§ **PROMPT**:
Throughout the records below, find the lines with the string "injection" and give how many there are, nothing else.

----- THE DATA

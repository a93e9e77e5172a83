// SPDX-License-Identifier: BUSL-1.1
// Copyright (c) 2026 Alfred Jean LLC

//! Tier 3: platform-native GUI keystroke injection, behind a common
//! interface with one variant per platform. Does NOT work when the
//! display is locked — a known limitation that justifies tiers 1 and 2.

#[cfg(target_os = "linux")]
mod linux;
#[cfg(target_os = "macos")]
mod macos;
#[cfg(target_os = "windows")]
mod windows;

use super::keystrokes::NudgeStep;
use super::TierOutcome;

/// An opaque platform window handle, as returned by `windows_for_pid`.
pub type WindowId = u64;

pub async fn probe_available(session_pid: Option<u32>) -> bool {
    #[cfg(target_os = "linux")]
    {
        linux::probe_available(session_pid).await
    }
    #[cfg(target_os = "macos")]
    {
        macos::probe_available(session_pid).await
    }
    #[cfg(target_os = "windows")]
    {
        windows::probe_available(session_pid).await
    }
    #[cfg(not(any(target_os = "linux", target_os = "macos", target_os = "windows")))]
    {
        let _ = session_pid;
        false
    }
}

pub async fn attempt(session_pid: Option<u32>, steps: &[NudgeStep]) -> TierOutcome {
    #[cfg(target_os = "linux")]
    {
        linux::attempt(session_pid, steps).await
    }
    #[cfg(target_os = "macos")]
    {
        macos::attempt(session_pid, steps).await
    }
    #[cfg(target_os = "windows")]
    {
        windows::attempt(session_pid, steps).await
    }
    #[cfg(not(any(target_os = "linux", target_os = "macos", target_os = "windows")))]
    {
        let _ = (session_pid, steps);
        TierOutcome::Unavailable("native injection not implemented on this platform".to_string())
    }
}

----------

§ **SOLUTION TO THIS TASK**:
2